◆ **What to work on**
Scan the data below for the string "Returns". Copy every line where it appears.

◆ **Records provided**
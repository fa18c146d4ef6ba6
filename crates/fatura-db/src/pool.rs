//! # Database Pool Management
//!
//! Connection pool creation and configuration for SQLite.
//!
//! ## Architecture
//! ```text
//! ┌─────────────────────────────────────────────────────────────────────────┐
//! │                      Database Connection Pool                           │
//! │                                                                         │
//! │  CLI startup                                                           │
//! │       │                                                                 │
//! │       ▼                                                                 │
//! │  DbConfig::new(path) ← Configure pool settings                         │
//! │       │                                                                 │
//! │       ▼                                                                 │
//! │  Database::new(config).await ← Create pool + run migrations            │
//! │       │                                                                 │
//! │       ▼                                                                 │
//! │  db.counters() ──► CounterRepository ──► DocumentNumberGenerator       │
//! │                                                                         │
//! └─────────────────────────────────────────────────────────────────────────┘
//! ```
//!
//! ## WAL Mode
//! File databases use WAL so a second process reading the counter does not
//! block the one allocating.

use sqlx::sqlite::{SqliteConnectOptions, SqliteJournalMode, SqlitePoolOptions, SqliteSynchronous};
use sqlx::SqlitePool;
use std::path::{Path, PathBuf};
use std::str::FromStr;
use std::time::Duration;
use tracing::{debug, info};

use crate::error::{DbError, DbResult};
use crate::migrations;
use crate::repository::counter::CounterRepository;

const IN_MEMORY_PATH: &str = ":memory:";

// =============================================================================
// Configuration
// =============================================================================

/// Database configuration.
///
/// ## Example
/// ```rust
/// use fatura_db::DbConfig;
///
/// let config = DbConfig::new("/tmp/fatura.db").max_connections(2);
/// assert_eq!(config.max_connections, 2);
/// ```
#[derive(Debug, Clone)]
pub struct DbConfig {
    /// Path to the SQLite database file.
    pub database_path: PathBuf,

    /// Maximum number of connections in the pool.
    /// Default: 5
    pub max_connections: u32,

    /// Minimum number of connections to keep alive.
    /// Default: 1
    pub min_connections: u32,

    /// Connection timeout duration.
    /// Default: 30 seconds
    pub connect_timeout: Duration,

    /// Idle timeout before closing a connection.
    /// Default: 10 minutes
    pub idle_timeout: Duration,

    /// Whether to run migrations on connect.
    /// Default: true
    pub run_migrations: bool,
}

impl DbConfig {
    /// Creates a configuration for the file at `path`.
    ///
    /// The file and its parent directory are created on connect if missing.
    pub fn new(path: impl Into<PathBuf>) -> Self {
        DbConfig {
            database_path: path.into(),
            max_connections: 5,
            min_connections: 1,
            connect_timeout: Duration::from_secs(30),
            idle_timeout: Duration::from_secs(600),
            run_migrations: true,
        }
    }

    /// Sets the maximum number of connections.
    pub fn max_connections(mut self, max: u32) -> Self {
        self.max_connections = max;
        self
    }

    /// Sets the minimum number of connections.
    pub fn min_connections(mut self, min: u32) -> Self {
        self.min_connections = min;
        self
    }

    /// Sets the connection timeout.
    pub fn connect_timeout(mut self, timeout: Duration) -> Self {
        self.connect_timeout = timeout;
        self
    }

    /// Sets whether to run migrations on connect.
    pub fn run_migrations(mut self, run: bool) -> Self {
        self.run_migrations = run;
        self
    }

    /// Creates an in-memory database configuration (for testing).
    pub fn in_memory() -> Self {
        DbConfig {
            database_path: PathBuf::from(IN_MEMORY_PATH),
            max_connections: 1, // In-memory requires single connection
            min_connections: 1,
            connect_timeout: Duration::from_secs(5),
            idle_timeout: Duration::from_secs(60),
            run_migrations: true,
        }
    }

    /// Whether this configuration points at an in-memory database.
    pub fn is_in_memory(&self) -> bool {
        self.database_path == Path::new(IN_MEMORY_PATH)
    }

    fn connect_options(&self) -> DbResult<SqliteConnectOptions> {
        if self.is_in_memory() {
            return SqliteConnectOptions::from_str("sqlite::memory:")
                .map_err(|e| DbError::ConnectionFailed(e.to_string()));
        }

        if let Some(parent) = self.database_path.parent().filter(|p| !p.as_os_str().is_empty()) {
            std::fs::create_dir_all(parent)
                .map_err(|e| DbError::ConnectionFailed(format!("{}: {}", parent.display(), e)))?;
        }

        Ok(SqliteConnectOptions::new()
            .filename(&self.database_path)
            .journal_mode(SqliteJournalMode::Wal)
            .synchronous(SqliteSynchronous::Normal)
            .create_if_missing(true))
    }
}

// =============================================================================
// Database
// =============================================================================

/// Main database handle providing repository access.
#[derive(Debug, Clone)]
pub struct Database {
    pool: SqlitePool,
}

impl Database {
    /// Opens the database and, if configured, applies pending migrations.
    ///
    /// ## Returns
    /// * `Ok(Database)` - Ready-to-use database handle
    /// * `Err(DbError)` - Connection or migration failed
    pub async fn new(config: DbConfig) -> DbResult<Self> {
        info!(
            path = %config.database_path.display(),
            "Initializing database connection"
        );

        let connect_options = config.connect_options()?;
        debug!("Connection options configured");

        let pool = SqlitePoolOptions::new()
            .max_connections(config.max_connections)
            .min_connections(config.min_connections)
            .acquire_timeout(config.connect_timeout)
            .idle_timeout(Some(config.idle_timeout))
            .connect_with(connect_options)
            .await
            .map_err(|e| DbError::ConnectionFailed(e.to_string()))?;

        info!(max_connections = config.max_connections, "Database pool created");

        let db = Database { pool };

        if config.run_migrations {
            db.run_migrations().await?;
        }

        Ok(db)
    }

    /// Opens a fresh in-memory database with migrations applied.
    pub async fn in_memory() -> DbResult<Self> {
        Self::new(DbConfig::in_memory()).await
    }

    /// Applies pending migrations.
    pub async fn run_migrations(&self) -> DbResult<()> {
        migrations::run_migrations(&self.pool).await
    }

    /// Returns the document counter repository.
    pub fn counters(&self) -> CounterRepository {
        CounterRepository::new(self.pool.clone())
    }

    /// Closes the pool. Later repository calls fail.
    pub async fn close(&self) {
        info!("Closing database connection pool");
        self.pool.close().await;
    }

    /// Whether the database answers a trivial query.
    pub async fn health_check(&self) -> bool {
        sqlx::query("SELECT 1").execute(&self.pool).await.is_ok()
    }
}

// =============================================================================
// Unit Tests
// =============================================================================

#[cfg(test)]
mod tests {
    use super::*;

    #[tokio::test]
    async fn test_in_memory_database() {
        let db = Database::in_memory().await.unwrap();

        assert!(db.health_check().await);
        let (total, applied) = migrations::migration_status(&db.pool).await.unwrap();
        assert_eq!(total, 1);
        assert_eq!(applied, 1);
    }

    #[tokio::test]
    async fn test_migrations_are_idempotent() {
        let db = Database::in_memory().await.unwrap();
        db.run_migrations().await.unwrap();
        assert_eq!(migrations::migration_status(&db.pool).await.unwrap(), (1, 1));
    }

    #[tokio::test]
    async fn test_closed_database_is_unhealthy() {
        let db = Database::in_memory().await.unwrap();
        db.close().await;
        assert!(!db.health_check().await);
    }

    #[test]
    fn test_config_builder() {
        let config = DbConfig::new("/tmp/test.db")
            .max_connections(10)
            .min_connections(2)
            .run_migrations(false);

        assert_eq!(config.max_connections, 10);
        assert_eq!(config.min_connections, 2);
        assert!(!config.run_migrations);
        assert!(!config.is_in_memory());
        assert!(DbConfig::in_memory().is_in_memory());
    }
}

◆ **Finished task**
    /// ## Returns
    /// Returns the document counter repository.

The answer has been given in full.